As I mention on my other blog, Wild Horses was a good action-packed first book, but it was Rodeo Rocky that actually won me over. In the second book, the main character, Kirstie, attends her first rodeo — and is horrified at the way the animals are treated. I was pleasantly surprised that the book addressed this issue, rather than glossing over it in an attempt to make it more "age appropriate" (read: less controversial).

iconAfter Kirstie falls in love with a mustang who was mistreated in the wild horse races, she and her mom buy the horse and take it back to their place, with the intention of training it to be used on their dude ranch. This is another part where the book impressed me: I thought it did a very good job of accurately describing a more natural approach to horse training, and it demonstrated the importance of teaching horses to trust their handlers instead of fear them. And of course, I am a sucker for any story of someone rescuing a horse, since I rescued my own horse from appalling circumstances.

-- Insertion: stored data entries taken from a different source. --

use serde::{Deserialize, Serialize};
use thiserror::Error;

/// Errors from invoice construction, editing, and storage encoding.
#[derive(Debug, Error)]
#[non_exhaustive]
pub enum FaktorError {
    /// One or more validation rules failed.
    #[error("validation failed: {}", join_errors(.0))]
    Validation(Vec<ValidationError>),

    /// Builder encountered invalid or missing configuration.
    #[error("builder error: {0}")]
    Builder(String),

    /// Invoice number sequencing error.
    #[error("numbering error: {0}")]
    Numbering(String),

    /// No service with this id exists on the invoice.
    #[error("service {0} not found")]
    ServiceNotFound(u64),

    /// An amount left the range `Decimal` can represent.
    #[error("amount overflow: {0}")]
    Overflow(String),

    /// Stored record could not be encoded or decoded.
    #[error("serialization error: {0}")]
    Serialization(String),
}

fn join_errors(errors: &[ValidationError]) -> String {
    errors
        .iter()
        .map(|e| e.to_string())
        .collect::<Vec<_>>()
        .join("; ")
}

/// Machine-readable category of a [`ValidationError`].
#[derive(Debug, Clone, Copy, PartialEq, Eq, Hash, Serialize, Deserialize)]
#[serde(rename_all = "snake_case")]
pub enum ValidationErrorKind {
    /// A required field is missing or blank.
    Required,
    /// A text field is shorter than its minimum length.
    TooShort,
    /// A numeric field must be greater than zero.
    NotPositive,
    /// A percentage lies outside 0–100, or an amount is too large to total.
    OutOfRange,
    /// An identifier does not have the expected shape.
    InvalidFormat,
    /// An identifier has the right shape but a wrong check digit.
    InvalidChecksum,
    /// A collection that needs at least one entry is empty.
    Empty,
}

/// A single validation error with field path and message.
#[derive(Debug, Clone, PartialEq, Eq, Serialize, Deserialize)]
pub struct ValidationError {
    /// Dot-separated path to the invalid field (e.g. "services.2.price").
    pub field: String,
    /// Human-readable error description.
    pub message: String,
    /// Error category.
    pub kind: ValidationErrorKind,
}

impl std::fmt::Display for ValidationError {
    fn fmt(&self, f: &mut std::fmt::Formatter<'_>) -> std::fmt::Result {
        write!(f, "{}: {}", self.field, self.message)
    }
}

impl ValidationError {
    pub fn new(
        field: impl Into<String>,
        message: impl Into<String>,
        kind: ValidationErrorKind,
    ) -> Self {
        Self {
            field: field.into(),
            message: message.into(),
            kind,
        }
    }

    pub(crate) fn required(field: impl Into<String>, message: impl Into<String>) -> Self {
        Self::new(field, message, ValidationErrorKind::Required)
    }
}
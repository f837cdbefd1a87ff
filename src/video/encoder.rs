//! Software H.264 encoder using openh264

use bytes::Bytes;
use openh264::encoder::{BitRate, Encoder, EncoderConfig, FrameRate, FrameType};
use openh264::formats::YUVBuffer;
use openh264::OpenH264API;
use tracing::{info, trace};

use super::convert::Yuv420pBuffer;
use crate::error::{AppError, Result};
use crate::media::VideoCodecParams;

/// Encoded access unit (Annex-B)
#[derive(Debug, Clone)]
pub struct H264Frame {
    pub data: Bytes,
    pub is_keyframe: bool,
}

pub struct H264Encoder {
    encoder: Encoder,
    width: u32,
    height: u32,
    frame_count: u64,
}

impl H264Encoder {
    pub fn new(params: &VideoCodecParams) -> Result<Self> {
        let config = EncoderConfig::new()
            .bitrate(BitRate::from_bps(params.bitrate))
            .max_frame_rate(FrameRate::from_hz(params.fps.max(1) as f32));

        let encoder = Encoder::with_api_config(OpenH264API::from_source(), config)
            .map_err(|e| AppError::Capture(format!("Failed to create H.264 encoder: {}", e)))?;

        info!(
            "H.264 encoder created: {}x{} {}fps {}bps",
            params.width, params.height, params.fps, params.bitrate
        );

        Ok(Self {
            encoder,
            width: params.width,
            height: params.height,
            frame_count: 0,
        })
    }

    /// Encode one I420 frame. Empty output means the encoder skipped it.
    pub fn encode(&mut self, frame: &Yuv420pBuffer) -> Result<H264Frame> {
        let (width, height) = frame.dimensions();
        if (width, height) != (self.width, self.height) {
            return Err(AppError::Capture(format!(
                "Frame is {}x{}, encoder expects {}x{}",
                width, height, self.width, self.height
            )));
        }

        let yuv = YUVBuffer::from_vec(
            frame.as_bytes().to_vec(),
            width as usize,
            height as usize,
        );
        let bitstream = self
            .encoder
            .encode(&yuv)
            .map_err(|e| AppError::Capture(format!("H.264 encoding failed: {}", e)))?;

        let is_keyframe = matches!(bitstream.frame_type(), FrameType::IDR | FrameType::I);
        let data = Bytes::from(bitstream.to_vec());
        self.frame_count += 1;

        trace!(
            "Encoded frame {} to {} bytes (keyframe: {})",
            self.frame_count,
            data.len(),
            is_keyframe
        );

        Ok(H264Frame { data, is_keyframe })
    }

    /// Make the next frame an IDR
    pub fn request_keyframe(&mut self) {
        self.encoder.force_intra_frame();
    }

    pub fn frame_count(&self) -> u64 {
        self.frame_count
    }
}
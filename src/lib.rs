//! avshare - share a local camera and microphone over WebRTC
//!
//! Capture devices are opened once and their encoded tracks are attached to
//! one peer connection per browser viewer. Signaling runs over a WebSocket.

pub mod audio;
pub mod config;
pub mod error;
pub mod media;
pub mod state;
pub mod video;
pub mod web;
pub mod webrtc;

pub use error::{AppError, Result};
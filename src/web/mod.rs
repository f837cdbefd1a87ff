mod routes;
mod static_files;
mod ws;

pub use routes::create_router;
pub use static_files::index_handler;
pub use ws::ws_handler;
//! WebRTC peer connection management
//!
//! Sessions talk to the engine through [`NegotiationEngine`] and
//! [`PeerHandle`]. Engine callbacks are delivered as [`PeerEvent`]s on the
//! session's queue instead of writing to the socket directly.

use async_trait::async_trait;
use std::sync::atomic::{AtomicBool, Ordering};
use std::sync::Arc;
use tokio::sync::mpsc;
use tracing::{debug, info, warn};
use webrtc::api::interceptor_registry::register_default_interceptors;
use webrtc::api::media_engine::MediaEngine;
use webrtc::api::APIBuilder;
use webrtc::ice_transport::ice_candidate::{RTCIceCandidate, RTCIceCandidateInit};
use webrtc::interceptor::registry::Registry;
use webrtc::peer_connection::configuration::RTCConfiguration;
use webrtc::peer_connection::peer_connection_state::RTCPeerConnectionState;
use webrtc::peer_connection::sdp::session_description::RTCSessionDescription;
use webrtc::peer_connection::RTCPeerConnection;

use super::config::WebRtcConfig;
use super::signaling::{ConnectionState, IceCandidate, SdpOffer, SessionDescription};
use crate::error::{AppError, Result};
use crate::media::SharedTrack;

/// Event raised by a peer connection
#[derive(Debug, Clone, PartialEq, Eq)]
pub enum PeerEvent {
    /// A local candidate was gathered; `None` marks the end of gathering
    LocalCandidate(Option<IceCandidate>),
    StateChanged(ConnectionState),
}

pub type PeerEventSender = mpsc::UnboundedSender<PeerEvent>;

/// One peer connection, owned by one session
#[async_trait]
pub trait PeerHandle: Send + Sync {
    async fn set_remote_description(&self, offer: SdpOffer) -> Result<()>;

    async fn create_answer(&self) -> Result<SessionDescription>;

    /// Resolves once ICE gathering completes. Must be obtained before
    /// `set_local_description` starts gathering.
    async fn gathering_complete(&self) -> mpsc::Receiver<()>;

    async fn set_local_description(&self, answer: SessionDescription) -> Result<()>;

    /// Current local description, including candidates gathered so far
    async fn local_description(&self) -> Option<SessionDescription>;

    async fn add_ice_candidate(&self, candidate: IceCandidate) -> Result<()>;

    /// Attach a shared track; the source is not modified
    async fn add_track(&self, track: SharedTrack) -> Result<()>;

    async fn close(&self) -> Result<()>;
}

/// Creates peer connections
#[async_trait]
pub trait NegotiationEngine: Send + Sync {
    async fn create_peer(
        &self,
        session_id: &str,
        events: PeerEventSender,
    ) -> Result<Arc<dyn PeerHandle>>;
}

/// [`NegotiationEngine`] backed by webrtc-rs
pub struct RtcNegotiationEngine {
    config: WebRtcConfig,
}

impl RtcNegotiationEngine {
    pub fn new(config: WebRtcConfig) -> Self {
        Self { config }
    }
}

#[async_trait]
impl NegotiationEngine for RtcNegotiationEngine {
    async fn create_peer(
        &self,
        session_id: &str,
        events: PeerEventSender,
    ) -> Result<Arc<dyn PeerHandle>> {
        let peer = RtcPeer::new(&self.config, session_id, events).await?;
        Ok(Arc::new(peer))
    }
}

fn connection_state_from(state: RTCPeerConnectionState) -> Option<ConnectionState> {
    match state {
        RTCPeerConnectionState::New => Some(ConnectionState::New),
        RTCPeerConnectionState::Connecting => Some(ConnectionState::Connecting),
        RTCPeerConnectionState::Connected => Some(ConnectionState::Connected),
        RTCPeerConnectionState::Disconnected => Some(ConnectionState::Disconnected),
        RTCPeerConnectionState::Failed => Some(ConnectionState::Failed),
        RTCPeerConnectionState::Closed => Some(ConnectionState::Closed),
        _ => None,
    }
}

/// Peer connection wrapper with event forwarding
pub struct RtcPeer {
    session_id: String,
    pc: Arc<RTCPeerConnection>,
    closed: AtomicBool,
}

impl RtcPeer {
    pub async fn new(
        config: &WebRtcConfig,
        session_id: &str,
        events: PeerEventSender,
    ) -> Result<Self> {
        let mut media_engine = MediaEngine::default();
        media_engine
            .register_default_codecs()
            .map_err(|e| AppError::WebRtcError(format!("Failed to register codecs: {}", e)))?;

        let mut registry = Registry::new();
        registry = register_default_interceptors(registry, &mut media_engine).map_err(|e| {
            AppError::WebRtcError(format!("Failed to register interceptors: {}", e))
        })?;

        let api = APIBuilder::new()
            .with_media_engine(media_engine)
            .with_interceptor_registry(registry)
            .build();

        let rtc_config = RTCConfiguration {
            ice_servers: config.ice_servers(),
            ..Default::default()
        };

        let pc = api.new_peer_connection(rtc_config).await.map_err(|e| {
            AppError::WebRtcError(format!("Failed to create peer connection: {}", e))
        })?;

        let peer = Self {
            session_id: session_id.to_string(),
            pc: Arc::new(pc),
            closed: AtomicBool::new(false),
        };
        peer.setup_event_handlers(events);

        Ok(peer)
    }

    fn setup_event_handlers(&self, events: PeerEventSender) {
        let session_id = self.session_id.clone();
        let state_events = events.clone();

        self.pc
            .on_peer_connection_state_change(Box::new(move |s: RTCPeerConnectionState| {
                if let Some(new_state) = connection_state_from(s) {
                    info!("Peer {} connection state: {}", session_id, new_state);
                    let _ = state_events.send(PeerEvent::StateChanged(new_state));
                }
                Box::pin(async {})
            }));

        let session_id = self.session_id.clone();
        self.pc
            .on_ice_candidate(Box::new(move |candidate: Option<RTCIceCandidate>| {
                let event = match candidate.map(|c| c.to_json()) {
                    Some(Ok(init)) => {
                        debug!("Peer {} local candidate: {}", session_id, init.candidate);
                        Some(PeerEvent::LocalCandidate(Some(IceCandidate {
                            candidate: init.candidate,
                            sdp_mid: init.sdp_mid,
                            sdp_mline_index: init.sdp_mline_index,
                            username_fragment: init.username_fragment,
                        })))
                    }
                    Some(Err(e)) => {
                        warn!("Peer {} failed to serialize candidate: {}", session_id, e);
                        None
                    }
                    None => Some(PeerEvent::LocalCandidate(None)),
                };

                if let Some(event) = event {
                    let _ = events.send(event);
                }
                Box::pin(async {})
            }));
    }
}

#[async_trait]
impl PeerHandle for RtcPeer {
    async fn set_remote_description(&self, offer: SdpOffer) -> Result<()> {
        let sdp = RTCSessionDescription::offer(offer.sdp)
            .map_err(|e| AppError::WebRtcError(format!("Invalid SDP offer: {}", e)))?;

        self.pc.set_remote_description(sdp).await.map_err(|e| {
            AppError::WebRtcError(format!("Failed to set remote description: {}", e))
        })
    }

    async fn create_answer(&self) -> Result<SessionDescription> {
        let answer = self
            .pc
            .create_answer(None)
            .await
            .map_err(|e| AppError::WebRtcError(format!("Failed to create answer: {}", e)))?;
        Ok(SessionDescription::answer(answer.sdp))
    }

    async fn gathering_complete(&self) -> mpsc::Receiver<()> {
        self.pc.gathering_complete_promise().await
    }

    async fn set_local_description(&self, answer: SessionDescription) -> Result<()> {
        let sdp = RTCSessionDescription::answer(answer.sdp)
            .map_err(|e| AppError::WebRtcError(format!("Invalid SDP answer: {}", e)))?;

        self.pc.set_local_description(sdp).await.map_err(|e| {
            AppError::WebRtcError(format!("Failed to set local description: {}", e))
        })
    }

    async fn local_description(&self) -> Option<SessionDescription> {
        self.pc.local_description().await.map(|desc| SessionDescription {
            sdp_type: desc.sdp_type.to_string(),
            sdp: desc.sdp,
        })
    }

    async fn add_ice_candidate(&self, candidate: IceCandidate) -> Result<()> {
        let init = RTCIceCandidateInit {
            candidate: candidate.candidate,
            sdp_mid: candidate.sdp_mid,
            sdp_mline_index: candidate.sdp_mline_index,
            username_fragment: candidate.username_fragment,
        };

        self.pc
            .add_ice_candidate(init)
            .await
            .map_err(|e| AppError::WebRtcError(format!("Failed to add ICE candidate: {}", e)))
    }

    async fn add_track(&self, track: SharedTrack) -> Result<()> {
        let sender = self.pc.add_track(track.track_local()).await.map_err(|e| {
            AppError::WebRtcError(format!("Failed to add track {}: {}", track.id(), e))
        })?;

        // Drain RTCP so interceptors keep running
        tokio::spawn(async move {
            let mut buf = vec![0u8; 1500];
            while sender.read(&mut buf).await.is_ok() {}
        });

        debug!("Peer {} attached track {}", self.session_id, track.id());
        Ok(())
    }

    async fn close(&self) -> Result<()> {
        if self.closed.swap(true, Ordering::SeqCst) {
            return Ok(());
        }

        self.pc
            .close()
            .await
            .map_err(|e| AppError::WebRtcError(format!("Failed to close peer connection: {}", e)))
    }
}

Reading these books, which are meant for middle-grade girls (i.e. ages 9-12), reminded me a lot of the classic horse books I used to read as a little girl: The Black Stallion, Black Beauty, and Stormy, Misty's Foal. It also reminded me a lot of My Friend Flicka, which I read for the first time only a few months ago. I think this is the beginning of a great series for tween girls, not only because it appeals to their horse-crazy nature, but also because of its realism and the way it introduces issues for young girls to consider, such as how animals should be treated.